*** The records ***
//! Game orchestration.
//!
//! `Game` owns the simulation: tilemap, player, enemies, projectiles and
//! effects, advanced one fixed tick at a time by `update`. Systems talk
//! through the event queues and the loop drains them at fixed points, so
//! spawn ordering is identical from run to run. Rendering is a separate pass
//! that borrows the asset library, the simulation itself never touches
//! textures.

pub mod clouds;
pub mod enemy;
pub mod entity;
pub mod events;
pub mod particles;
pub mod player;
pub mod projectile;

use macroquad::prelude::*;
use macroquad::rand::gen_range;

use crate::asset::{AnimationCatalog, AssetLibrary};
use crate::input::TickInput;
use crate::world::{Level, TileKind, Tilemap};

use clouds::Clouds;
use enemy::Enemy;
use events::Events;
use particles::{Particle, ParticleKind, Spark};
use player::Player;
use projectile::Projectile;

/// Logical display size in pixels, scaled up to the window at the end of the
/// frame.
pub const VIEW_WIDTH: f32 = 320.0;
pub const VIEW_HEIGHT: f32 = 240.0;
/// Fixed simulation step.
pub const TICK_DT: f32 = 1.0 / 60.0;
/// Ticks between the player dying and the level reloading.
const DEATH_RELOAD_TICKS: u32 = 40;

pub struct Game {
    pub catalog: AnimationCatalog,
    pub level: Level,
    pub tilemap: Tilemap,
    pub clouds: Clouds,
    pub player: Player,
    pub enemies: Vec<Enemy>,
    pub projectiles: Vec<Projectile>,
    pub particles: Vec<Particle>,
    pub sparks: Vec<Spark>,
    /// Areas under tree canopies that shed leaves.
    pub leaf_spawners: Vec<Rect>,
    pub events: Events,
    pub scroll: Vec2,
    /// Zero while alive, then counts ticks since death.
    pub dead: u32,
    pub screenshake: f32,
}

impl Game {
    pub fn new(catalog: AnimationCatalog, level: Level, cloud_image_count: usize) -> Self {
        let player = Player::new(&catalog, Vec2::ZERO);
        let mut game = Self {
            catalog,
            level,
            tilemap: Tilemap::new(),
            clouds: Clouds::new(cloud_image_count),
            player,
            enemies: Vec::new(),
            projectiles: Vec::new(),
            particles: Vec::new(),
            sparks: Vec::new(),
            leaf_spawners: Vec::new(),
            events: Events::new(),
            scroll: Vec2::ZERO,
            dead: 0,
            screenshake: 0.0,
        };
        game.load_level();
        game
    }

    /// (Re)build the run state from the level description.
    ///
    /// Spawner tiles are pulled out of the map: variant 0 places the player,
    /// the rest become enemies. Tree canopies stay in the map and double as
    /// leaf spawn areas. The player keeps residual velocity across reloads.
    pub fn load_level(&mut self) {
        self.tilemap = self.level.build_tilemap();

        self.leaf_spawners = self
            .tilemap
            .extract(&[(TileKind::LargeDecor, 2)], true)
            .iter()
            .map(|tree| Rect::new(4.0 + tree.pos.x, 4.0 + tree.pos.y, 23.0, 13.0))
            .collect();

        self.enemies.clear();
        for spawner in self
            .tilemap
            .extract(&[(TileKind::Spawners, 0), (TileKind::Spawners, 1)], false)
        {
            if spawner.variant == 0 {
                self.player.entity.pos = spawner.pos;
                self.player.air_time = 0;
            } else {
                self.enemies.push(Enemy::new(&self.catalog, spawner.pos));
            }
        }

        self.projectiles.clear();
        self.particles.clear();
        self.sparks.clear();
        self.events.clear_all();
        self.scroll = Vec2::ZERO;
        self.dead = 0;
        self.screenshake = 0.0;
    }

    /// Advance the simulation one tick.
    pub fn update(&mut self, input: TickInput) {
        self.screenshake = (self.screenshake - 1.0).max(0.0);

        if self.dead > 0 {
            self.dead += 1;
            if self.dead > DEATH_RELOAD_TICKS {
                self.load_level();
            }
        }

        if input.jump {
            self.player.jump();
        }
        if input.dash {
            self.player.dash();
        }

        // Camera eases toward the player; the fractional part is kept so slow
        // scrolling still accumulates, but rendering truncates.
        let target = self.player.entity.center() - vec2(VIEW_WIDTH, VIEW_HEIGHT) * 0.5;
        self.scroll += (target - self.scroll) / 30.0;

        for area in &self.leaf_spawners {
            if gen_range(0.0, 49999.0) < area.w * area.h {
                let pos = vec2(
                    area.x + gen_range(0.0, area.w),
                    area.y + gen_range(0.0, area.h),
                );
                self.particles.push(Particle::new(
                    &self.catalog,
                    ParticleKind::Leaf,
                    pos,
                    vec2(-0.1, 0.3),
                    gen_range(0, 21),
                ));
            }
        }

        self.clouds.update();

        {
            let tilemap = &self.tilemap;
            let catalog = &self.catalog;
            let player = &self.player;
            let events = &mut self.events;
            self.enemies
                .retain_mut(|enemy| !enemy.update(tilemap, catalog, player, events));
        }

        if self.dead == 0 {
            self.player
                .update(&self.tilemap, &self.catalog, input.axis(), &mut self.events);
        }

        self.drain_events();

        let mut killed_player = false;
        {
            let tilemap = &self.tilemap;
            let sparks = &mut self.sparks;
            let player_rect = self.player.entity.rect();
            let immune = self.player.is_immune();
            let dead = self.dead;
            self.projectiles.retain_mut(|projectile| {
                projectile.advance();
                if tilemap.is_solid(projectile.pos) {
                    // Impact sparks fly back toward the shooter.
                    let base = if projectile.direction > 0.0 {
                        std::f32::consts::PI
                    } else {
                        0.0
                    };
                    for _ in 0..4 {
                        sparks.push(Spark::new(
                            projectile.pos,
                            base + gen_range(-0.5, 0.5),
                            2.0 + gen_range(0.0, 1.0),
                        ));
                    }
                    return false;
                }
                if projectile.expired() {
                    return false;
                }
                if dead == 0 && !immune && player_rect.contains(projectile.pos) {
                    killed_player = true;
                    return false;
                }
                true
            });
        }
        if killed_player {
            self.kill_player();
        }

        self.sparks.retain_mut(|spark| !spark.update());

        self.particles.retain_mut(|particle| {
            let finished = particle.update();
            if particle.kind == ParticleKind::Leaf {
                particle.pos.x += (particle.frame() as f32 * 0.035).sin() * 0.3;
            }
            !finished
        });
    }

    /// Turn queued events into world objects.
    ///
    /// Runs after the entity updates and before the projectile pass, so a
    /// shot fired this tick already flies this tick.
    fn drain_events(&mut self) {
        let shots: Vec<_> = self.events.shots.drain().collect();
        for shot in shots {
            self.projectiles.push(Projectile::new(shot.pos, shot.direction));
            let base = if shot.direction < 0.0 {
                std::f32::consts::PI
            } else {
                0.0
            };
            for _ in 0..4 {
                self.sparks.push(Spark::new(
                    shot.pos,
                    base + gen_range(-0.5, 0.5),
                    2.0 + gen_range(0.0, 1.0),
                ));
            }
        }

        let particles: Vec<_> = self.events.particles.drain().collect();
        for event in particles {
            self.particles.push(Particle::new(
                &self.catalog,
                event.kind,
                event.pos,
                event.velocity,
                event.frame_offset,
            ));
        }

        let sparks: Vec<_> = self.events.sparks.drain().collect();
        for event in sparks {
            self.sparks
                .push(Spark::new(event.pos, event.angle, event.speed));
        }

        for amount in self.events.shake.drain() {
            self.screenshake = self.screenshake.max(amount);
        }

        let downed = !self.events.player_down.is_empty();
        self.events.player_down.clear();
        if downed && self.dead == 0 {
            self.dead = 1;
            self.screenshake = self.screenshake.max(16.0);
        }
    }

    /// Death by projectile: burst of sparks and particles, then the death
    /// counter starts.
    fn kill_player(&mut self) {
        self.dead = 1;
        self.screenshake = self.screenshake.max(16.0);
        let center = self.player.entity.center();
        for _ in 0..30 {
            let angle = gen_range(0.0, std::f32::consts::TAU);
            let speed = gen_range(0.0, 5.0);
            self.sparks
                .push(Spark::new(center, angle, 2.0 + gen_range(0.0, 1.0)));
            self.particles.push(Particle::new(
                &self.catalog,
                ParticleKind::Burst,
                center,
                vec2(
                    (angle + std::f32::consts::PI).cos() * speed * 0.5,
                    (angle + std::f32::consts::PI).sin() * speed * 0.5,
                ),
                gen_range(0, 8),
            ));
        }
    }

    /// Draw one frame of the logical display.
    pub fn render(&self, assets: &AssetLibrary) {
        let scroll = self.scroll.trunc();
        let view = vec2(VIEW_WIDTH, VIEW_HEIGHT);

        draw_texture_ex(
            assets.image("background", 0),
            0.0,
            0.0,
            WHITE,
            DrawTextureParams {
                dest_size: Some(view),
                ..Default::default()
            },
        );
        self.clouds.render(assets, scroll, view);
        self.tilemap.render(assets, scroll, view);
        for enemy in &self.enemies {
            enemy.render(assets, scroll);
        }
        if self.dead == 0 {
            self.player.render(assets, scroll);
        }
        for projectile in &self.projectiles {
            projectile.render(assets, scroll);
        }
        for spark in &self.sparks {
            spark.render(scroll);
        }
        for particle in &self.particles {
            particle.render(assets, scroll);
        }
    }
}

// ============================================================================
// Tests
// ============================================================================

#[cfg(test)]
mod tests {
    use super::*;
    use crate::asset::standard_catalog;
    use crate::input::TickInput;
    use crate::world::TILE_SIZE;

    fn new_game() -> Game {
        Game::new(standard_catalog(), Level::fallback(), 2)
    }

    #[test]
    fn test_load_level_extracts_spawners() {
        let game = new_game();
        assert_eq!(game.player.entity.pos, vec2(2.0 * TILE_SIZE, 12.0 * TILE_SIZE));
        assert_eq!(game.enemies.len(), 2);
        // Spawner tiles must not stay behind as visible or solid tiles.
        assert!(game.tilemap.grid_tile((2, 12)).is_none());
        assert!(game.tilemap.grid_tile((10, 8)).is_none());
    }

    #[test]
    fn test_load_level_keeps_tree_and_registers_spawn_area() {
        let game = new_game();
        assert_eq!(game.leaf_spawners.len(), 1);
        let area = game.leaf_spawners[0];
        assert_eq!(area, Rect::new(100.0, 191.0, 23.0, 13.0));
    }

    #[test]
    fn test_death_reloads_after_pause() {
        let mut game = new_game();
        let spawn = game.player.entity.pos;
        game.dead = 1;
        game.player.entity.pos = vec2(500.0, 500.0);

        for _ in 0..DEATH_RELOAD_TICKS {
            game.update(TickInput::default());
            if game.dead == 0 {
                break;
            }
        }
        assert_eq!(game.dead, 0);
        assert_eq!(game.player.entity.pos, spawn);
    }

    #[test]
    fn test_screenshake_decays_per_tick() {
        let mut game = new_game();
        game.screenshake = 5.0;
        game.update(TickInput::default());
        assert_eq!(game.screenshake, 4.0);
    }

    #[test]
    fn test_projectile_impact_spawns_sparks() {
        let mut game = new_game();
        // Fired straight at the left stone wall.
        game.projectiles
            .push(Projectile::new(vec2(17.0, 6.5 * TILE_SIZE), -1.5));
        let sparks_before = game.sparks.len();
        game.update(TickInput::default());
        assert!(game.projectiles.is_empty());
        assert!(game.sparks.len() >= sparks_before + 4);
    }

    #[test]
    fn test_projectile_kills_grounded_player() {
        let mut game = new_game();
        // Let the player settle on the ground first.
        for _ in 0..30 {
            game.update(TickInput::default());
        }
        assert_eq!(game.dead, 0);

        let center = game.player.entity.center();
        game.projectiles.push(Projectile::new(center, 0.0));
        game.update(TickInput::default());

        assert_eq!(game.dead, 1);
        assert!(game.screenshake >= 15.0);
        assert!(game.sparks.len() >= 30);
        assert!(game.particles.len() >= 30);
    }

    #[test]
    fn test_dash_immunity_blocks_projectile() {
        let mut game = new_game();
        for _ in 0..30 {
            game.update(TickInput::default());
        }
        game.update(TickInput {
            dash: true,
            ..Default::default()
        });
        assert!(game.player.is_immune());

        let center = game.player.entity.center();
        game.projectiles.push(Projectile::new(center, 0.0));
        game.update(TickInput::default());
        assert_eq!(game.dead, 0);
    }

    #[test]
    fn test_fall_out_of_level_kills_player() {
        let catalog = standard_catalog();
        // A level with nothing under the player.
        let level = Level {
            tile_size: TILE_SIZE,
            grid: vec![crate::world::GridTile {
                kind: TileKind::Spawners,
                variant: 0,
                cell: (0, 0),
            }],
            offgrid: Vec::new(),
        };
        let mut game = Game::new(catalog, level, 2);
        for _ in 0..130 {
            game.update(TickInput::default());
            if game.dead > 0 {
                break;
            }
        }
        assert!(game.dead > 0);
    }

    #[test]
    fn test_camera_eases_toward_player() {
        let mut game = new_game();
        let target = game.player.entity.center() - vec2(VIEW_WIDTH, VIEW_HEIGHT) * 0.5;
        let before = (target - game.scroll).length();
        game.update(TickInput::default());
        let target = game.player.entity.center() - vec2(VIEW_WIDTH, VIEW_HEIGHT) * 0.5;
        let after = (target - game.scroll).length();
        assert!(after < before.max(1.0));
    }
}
*** End of The records ***
*Problem details*
The answer should be one number, the count of lines in the data that include the string "canopies".

*Final answer*
2